▸ **TRY IT**
Search the records for the string "bytes", and show each line where it appears.

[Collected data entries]
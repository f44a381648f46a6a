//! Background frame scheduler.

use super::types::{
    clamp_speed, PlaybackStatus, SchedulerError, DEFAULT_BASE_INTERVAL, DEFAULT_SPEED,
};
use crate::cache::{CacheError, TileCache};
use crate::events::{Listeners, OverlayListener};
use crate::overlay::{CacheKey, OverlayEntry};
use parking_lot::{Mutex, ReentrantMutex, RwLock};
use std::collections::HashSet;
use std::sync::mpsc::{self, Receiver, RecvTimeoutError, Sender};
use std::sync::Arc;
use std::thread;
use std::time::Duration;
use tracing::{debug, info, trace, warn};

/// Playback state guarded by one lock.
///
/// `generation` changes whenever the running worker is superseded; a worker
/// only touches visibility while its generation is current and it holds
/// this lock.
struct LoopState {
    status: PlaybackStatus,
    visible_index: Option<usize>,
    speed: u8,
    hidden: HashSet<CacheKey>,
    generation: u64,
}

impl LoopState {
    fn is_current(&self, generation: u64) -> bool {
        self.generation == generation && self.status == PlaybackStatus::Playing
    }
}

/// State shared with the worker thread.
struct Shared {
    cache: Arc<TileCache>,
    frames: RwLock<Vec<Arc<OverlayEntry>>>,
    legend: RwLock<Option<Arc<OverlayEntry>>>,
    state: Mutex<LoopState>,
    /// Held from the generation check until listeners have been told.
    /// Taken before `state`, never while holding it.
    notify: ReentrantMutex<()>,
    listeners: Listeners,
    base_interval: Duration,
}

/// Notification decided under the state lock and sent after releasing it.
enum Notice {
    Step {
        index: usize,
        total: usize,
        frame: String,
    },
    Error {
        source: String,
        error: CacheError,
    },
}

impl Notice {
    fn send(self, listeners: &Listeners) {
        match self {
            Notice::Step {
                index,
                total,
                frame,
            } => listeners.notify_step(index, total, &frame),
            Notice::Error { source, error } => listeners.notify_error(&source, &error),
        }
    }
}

==

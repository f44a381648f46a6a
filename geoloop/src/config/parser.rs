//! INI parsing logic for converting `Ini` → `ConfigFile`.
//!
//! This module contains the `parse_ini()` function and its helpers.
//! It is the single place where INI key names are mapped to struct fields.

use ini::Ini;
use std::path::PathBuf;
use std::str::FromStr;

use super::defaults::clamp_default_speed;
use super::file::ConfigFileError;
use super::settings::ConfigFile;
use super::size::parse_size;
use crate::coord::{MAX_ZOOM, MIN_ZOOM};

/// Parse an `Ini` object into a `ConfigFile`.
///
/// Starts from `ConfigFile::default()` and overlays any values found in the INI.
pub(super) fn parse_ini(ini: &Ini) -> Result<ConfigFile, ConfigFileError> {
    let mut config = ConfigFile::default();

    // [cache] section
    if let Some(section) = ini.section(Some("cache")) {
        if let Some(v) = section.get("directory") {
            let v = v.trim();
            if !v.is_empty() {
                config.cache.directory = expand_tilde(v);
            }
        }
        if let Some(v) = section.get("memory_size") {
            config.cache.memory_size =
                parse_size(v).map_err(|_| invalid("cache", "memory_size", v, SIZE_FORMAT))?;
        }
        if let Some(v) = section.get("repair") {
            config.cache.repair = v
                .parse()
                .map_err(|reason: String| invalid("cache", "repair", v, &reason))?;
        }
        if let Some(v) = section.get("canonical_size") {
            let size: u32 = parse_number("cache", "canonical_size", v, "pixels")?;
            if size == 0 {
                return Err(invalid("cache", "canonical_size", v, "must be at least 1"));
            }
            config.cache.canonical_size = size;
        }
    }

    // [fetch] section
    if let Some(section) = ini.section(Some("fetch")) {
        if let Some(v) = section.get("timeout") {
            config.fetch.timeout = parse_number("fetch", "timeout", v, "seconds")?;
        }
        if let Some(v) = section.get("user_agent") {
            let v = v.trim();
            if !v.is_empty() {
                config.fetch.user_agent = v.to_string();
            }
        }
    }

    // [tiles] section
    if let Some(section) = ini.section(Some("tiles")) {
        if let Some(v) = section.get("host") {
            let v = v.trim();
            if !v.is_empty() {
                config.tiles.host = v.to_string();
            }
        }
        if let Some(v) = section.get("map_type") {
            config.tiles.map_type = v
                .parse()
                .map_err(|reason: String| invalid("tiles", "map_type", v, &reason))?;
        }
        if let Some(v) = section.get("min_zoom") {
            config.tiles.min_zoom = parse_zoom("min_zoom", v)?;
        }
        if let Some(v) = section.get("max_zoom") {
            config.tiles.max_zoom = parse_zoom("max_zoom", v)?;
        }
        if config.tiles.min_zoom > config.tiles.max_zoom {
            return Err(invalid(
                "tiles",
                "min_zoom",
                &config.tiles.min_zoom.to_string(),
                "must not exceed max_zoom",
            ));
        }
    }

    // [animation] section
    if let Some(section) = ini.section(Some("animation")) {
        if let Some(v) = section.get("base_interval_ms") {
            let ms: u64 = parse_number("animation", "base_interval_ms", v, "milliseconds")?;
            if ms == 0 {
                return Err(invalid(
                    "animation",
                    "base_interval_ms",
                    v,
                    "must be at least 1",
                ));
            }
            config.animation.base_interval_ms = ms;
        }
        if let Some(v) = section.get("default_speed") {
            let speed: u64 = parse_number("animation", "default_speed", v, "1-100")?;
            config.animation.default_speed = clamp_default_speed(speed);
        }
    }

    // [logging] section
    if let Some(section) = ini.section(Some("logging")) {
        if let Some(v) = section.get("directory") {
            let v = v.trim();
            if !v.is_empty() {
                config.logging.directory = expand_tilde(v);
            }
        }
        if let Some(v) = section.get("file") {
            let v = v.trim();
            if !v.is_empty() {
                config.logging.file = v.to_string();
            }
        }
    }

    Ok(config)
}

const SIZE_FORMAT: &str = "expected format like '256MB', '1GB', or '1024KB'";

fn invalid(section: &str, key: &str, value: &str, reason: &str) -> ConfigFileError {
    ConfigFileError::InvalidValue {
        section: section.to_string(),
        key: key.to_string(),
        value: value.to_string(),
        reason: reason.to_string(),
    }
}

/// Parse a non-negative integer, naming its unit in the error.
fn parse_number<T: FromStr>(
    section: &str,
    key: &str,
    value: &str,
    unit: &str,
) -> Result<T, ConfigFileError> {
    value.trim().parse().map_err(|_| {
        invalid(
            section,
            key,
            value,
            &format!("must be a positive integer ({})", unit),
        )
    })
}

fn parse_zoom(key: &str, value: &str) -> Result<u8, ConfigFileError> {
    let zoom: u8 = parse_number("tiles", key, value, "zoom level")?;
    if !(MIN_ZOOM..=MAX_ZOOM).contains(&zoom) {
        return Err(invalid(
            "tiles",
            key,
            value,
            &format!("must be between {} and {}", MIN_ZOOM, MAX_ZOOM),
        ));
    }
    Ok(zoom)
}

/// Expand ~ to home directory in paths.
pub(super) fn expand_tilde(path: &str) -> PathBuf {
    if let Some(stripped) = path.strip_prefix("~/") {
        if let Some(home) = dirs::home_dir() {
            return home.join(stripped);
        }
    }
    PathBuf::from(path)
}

* * *

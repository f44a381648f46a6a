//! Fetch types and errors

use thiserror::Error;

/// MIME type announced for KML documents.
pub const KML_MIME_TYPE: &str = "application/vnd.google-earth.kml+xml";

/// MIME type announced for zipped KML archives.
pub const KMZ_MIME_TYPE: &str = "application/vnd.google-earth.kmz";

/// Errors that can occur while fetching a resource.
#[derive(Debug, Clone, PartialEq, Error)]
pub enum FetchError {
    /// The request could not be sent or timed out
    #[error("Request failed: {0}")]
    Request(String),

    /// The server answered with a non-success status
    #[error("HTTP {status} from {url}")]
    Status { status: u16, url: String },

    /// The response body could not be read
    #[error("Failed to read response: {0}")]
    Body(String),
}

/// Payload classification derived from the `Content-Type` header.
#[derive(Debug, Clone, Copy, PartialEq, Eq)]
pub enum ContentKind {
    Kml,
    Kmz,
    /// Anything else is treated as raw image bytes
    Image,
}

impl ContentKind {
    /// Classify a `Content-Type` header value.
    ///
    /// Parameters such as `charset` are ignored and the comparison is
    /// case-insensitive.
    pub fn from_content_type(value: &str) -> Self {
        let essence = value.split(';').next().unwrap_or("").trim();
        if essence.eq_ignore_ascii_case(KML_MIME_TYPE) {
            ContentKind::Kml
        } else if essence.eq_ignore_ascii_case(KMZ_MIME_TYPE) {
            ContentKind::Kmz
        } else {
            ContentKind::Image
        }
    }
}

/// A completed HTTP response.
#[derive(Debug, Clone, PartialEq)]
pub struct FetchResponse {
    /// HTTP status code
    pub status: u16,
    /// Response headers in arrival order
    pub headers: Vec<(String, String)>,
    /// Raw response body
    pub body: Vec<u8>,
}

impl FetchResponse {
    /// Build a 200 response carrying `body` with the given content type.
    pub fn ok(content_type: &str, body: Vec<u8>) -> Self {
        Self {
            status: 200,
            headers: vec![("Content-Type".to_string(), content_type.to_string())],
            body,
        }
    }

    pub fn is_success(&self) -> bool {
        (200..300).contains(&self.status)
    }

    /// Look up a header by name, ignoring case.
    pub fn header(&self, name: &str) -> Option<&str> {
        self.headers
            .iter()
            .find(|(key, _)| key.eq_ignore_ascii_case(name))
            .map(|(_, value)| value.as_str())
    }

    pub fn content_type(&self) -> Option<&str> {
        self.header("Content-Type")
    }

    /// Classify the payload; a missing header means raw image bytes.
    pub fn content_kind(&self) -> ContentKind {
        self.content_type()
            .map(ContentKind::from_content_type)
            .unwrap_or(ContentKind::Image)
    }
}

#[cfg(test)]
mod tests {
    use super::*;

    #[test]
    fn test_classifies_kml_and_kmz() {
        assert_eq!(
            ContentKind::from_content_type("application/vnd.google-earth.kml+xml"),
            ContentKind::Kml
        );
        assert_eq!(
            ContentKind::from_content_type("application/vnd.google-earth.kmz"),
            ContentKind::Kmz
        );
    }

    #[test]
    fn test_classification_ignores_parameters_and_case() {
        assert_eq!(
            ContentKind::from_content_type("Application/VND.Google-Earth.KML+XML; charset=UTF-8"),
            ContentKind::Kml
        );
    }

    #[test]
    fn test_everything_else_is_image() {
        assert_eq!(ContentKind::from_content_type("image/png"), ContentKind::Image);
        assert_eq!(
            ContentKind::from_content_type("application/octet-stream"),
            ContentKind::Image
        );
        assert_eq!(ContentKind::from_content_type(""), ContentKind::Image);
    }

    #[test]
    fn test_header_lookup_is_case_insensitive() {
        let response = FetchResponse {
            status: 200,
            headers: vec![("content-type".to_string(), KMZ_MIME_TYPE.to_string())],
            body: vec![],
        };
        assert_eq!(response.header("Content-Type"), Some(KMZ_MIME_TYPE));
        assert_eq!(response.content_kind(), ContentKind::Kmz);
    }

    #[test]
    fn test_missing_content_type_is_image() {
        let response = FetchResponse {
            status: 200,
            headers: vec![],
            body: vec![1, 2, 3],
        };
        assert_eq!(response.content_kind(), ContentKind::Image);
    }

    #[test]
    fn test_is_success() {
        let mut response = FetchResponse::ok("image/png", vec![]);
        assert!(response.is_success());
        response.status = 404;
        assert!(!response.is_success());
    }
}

▸ **FINAL ANSWER**
    /// Anything else is treated as raw image bytes
    /// Classify the payload; a missing header means raw image bytes.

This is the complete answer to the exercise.